While disappointing, MPPR’s inclusion was not a surprise. Instead, Moran saw yesterday’s rule as part of a continuing policy by CMS to redistribute income from specialties to primary care.
“They have whetted their appetite on diagnostic imaging services,” she says. “This is not the beginning of the trend, and it is far from the end. It is very frustrating for most specialties. This is part of a significant policy change that came with the passage of the Affordable Care Act in 2010.”
Moran sees “zero hope” in changing CMS’ mind via the rule’s 60-day comment period.
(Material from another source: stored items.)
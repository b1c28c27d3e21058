#![forbid(unsafe_code)]

use std::fmt;

/// Errors from the outcome channel.
#[derive(Debug)]
pub enum OutcomeError {
    /// Reading or writing the outcome file failed.
    Io(std::io::Error),
    /// The record could not be encoded or decoded.
    Serialization(String),
    /// The in-process receiver is gone.
    Disconnected,
}

impl fmt::Display for OutcomeError {
    fn fmt(&self, f: &mut fmt::Formatter<'_>) -> fmt::Result {
        match self {
            OutcomeError::Io(e) => write!(f, "I/O error: {e}"),
            OutcomeError::Serialization(msg) => write!(f, "serialization error: {msg}"),
            OutcomeError::Disconnected => write!(f, "outcome receiver disconnected"),
        }
    }
}

impl std::error::Error for OutcomeError {
    fn source(&self) -> Option<&(dyn std::error::Error + 'static)> {
        match self {
            OutcomeError::Io(e) => Some(e),
            OutcomeError::Serialization(_) | OutcomeError::Disconnected => None,
        }
    }
}

impl From<std::io::Error> for OutcomeError {
    fn from(e: std::io::Error) -> Self {
        OutcomeError::Io(e)
    }
}

impl From<serde_json::Error> for OutcomeError {
    fn from(e: serde_json::Error) -> Self {
        OutcomeError::Serialization(e.to_string())
    }
}

/// Result alias for outcome operations.
pub type OutcomeResult<T> = Result<T, OutcomeError>;
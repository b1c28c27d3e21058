#![forbid(unsafe_code)]

//! Effects returned by panel handlers.
//!
//! A handler never touches the runtime directly. It returns an [`Effect`]
//! describing what should happen next and the runtime applies it once the
//! panel has been torn down.

use std::fmt;

use crate::request::ConfirmationRequest;

/// Failure of a background action, as the dashboard reports it.
#[derive(Debug, Clone, PartialEq, Eq)]
pub struct ActionError {
    /// Human-readable failure text, typically the command's stderr.
    pub message: String,
    /// Process exit code, when there was a process.
    pub exit_code: Option<i32>,
}

impl ActionError {
    #[must_use]
    pub fn new(message: impl Into<String>) -> Self {
        Self {
            message: message.into(),
            exit_code: None,
        }
    }

    #[must_use]
    pub fn with_exit_code(mut self, code: i32) -> Self {
        self.exit_code = Some(code);
        self
    }
}

impl fmt::Display for ActionError {
    fn fmt(&self, f: &mut fmt::Formatter<'_>) -> fmt::Result {
        match self.exit_code {
            Some(code) => write!(f, "{} (exit code {code})", self.message),
            None => f.write_str(&self.message),
        }
    }
}

impl std::error::Error for ActionError {}

/// Result of a background action: a one-line summary on success.
pub type ActionResult = Result<String, ActionError>;

/// Something long-running that reports success or failure.
///
/// This is the whole interface the panel engine has to the version-control
/// layer.
pub trait Action: Send + 'static {
    /// Short label used in logs and status text.
    fn label(&self) -> String;

    /// Do the work. Runs on a worker thread.
    fn run(self: Box<Self>) -> ActionResult;
}

/// Boxed job ready to hand to a worker.
pub struct ActionTask {
    label: String,
    job: Box<dyn FnOnce() -> ActionResult + Send>,
}

impl ActionTask {
    /// Wrap a closure.
    pub fn new(label: impl Into<String>, job: impl FnOnce() -> ActionResult + Send + 'static) -> Self {
        Self {
            label: label.into(),
            job: Box::new(job),
        }
    }

    /// Wrap an [`Action`].
    pub fn from_action(action: impl Action) -> Self {
        let label = action.label();
        let boxed: Box<dyn Action> = Box::new(action);
        Self::new(label, move || boxed.run())
    }

    #[must_use]
    pub fn label(&self) -> &str {
        &self.label
    }

    /// Consume the task and run it on the current thread.
    pub fn run(self) -> ActionResult {
        (self.job)()
    }
}

impl fmt::Debug for ActionTask {
    fn fmt(&self, f: &mut fmt::Formatter<'_>) -> fmt::Result {
        f.debug_struct("ActionTask")
            .field("label", &self.label)
            .finish_non_exhaustive()
    }
}

/// What the runtime should do after a handler returns.
#[derive(Default)]
pub enum Effect {
    /// Nothing.
    #[default]
    None,
    /// Open another modal panel.
    Open(Box<ConfirmationRequest>),
    /// Replace the status line.
    Status(String),
    /// Hand an action to a worker thread.
    Run(ActionTask),
    /// End the session.
    Quit,
    /// Several effects, applied in order.
    Batch(Vec<Effect>),
}

impl Effect {
    /// Open a panel.
    #[must_use]
    pub fn open(request: ConfirmationRequest) -> Self {
        Self::Open(Box::new(request))
    }

    /// Status line text.
    #[must_use]
    pub fn status(text: impl Into<String>) -> Self {
        Self::Status(text.into())
    }

    /// Run an action in the background.
    #[must_use]
    pub fn run(task: ActionTask) -> Self {
        Self::Run(task)
    }

    /// Combine effects, dropping `None`s and flattening nested batches of one.
    #[must_use]
    pub fn batch(effects: impl IntoIterator<Item = Effect>) -> Self {
        let mut effects: Vec<Effect> = effects.into_iter().filter(|e| !e.is_none()).collect();
        match effects.len() {
            0 => Self::None,
            1 => effects.pop().unwrap_or_default(),
            _ => Self::Batch(effects),
        }
    }

    #[must_use]
    pub fn is_none(&self) -> bool {
        matches!(self, Self::None)
    }

    /// Flatten into a list of non-batch effects, in application order.
    #[must_use]
    pub fn flatten(self) -> Vec<Effect> {
        match self {
            Self::None => Vec::new(),
            Self::Batch(effects) => effects.into_iter().flat_map(Effect::flatten).collect(),
            other => vec![other],
        }
    }
}

impl fmt::Debug for Effect {
    fn fmt(&self, f: &mut fmt::Formatter<'_>) -> fmt::Result {
        match self {
            Self::None => f.write_str("None"),
            Self::Open(req) => f.debug_tuple("Open").field(&req.panel_name()).finish(),
            Self::Status(text) => f.debug_tuple("Status").field(text).finish(),
            Self::Run(task) => f.debug_tuple("Run").field(task).finish(),
            Self::Quit => f.write_str("Quit"),
            Self::Batch(effects) => f.debug_tuple("Batch").field(effects).finish(),
        }
    }
}
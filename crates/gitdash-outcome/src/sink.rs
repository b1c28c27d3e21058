#![forbid(unsafe_code)]

//! Destinations for a session outcome.

use std::path::{Path, PathBuf};
use std::sync::mpsc;

use crate::error::{OutcomeError, OutcomeResult};
use crate::record::{SessionOutcome, write_outcome};

/// Somewhere an outcome can be delivered.
pub trait OutcomeSink: Send {
    fn deliver(&mut self, outcome: &SessionOutcome) -> OutcomeResult<()>;

    /// Short description for logs.
    fn describe(&self) -> String;
}

/// Writes the outcome file. Used across process boundaries.
#[derive(Debug, Clone)]
pub struct FileSink {
    path: PathBuf,
}

impl FileSink {
    #[must_use]
    pub fn new(path: impl Into<PathBuf>) -> Self {
        Self { path: path.into() }
    }

    #[must_use]
    pub fn path(&self) -> &Path {
        &self.path
    }
}

impl OutcomeSink for FileSink {
    fn deliver(&mut self, outcome: &SessionOutcome) -> OutcomeResult<()> {
        write_outcome(&self.path, outcome)
    }

    fn describe(&self) -> String {
        format!("file {}", self.path.display())
    }
}

/// Sends the outcome over a channel. Used when the consumer shares the process.
#[derive(Debug, Clone)]
pub struct DirectSink {
    tx: mpsc::Sender<SessionOutcome>,
}

impl DirectSink {
    #[must_use]
    pub fn new(tx: mpsc::Sender<SessionOutcome>) -> Self {
        Self { tx }
    }

    /// A sink and the receiver it feeds.
    #[must_use]
    pub fn channel() -> (Self, mpsc::Receiver<SessionOutcome>) {
        let (tx, rx) = mpsc::channel();
        (Self::new(tx), rx)
    }
}

impl OutcomeSink for DirectSink {
    fn deliver(&mut self, outcome: &SessionOutcome) -> OutcomeResult<()> {
        self.tx
            .send(outcome.clone())
            .map_err(|_| OutcomeError::Disconnected)
    }

    fn describe(&self) -> String {
        "in-process channel".to_owned()
    }
}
Instead, she says it’s time to capitalize on the broad-based support of HR 3269. The familiar bill to stop CMS from implementing MPPR policy has 270 members of the House signed on as cosponsors.
Along with additional support for the bill in the Senate, the ACR received welcome backing from the American Medical Association (AMA) earlier this year when the influential group passed a resolution denouncing MPPR. For ACR officials, it all adds up to what they hope will be a victory during the brief lame-duck session following the election.
“There are many unresolved issues that they must deal with before Jan 1,” says Moran. “We would hope that on that long list of to-dos, they can somehow add our MPPR legislation to a legislative vehicle that passes both Houses of Congress—and gets signed into law by the President.”
ACR officials called imaging cuts in the final rule potentially dangerous, unfounded, and unnecessary. “These cuts primarily affect care for people with immediately life threatening illnesses or injuries—those suffering from multiple trauma or heart attacks, stroke patients and people fighting cancer—all of whom often need multiple imaging exams to survive,” said Paul Ellenbogen, MD, FACR, chair of the ACR Board of Chancellors, via press release. “Interpretation of these scans many times requires expertise of different physicians. These cuts discourage doctors from working as a team, which is the direction that health care is supposed to be going, and pull the rug out from under physicians working to save these people's lives.”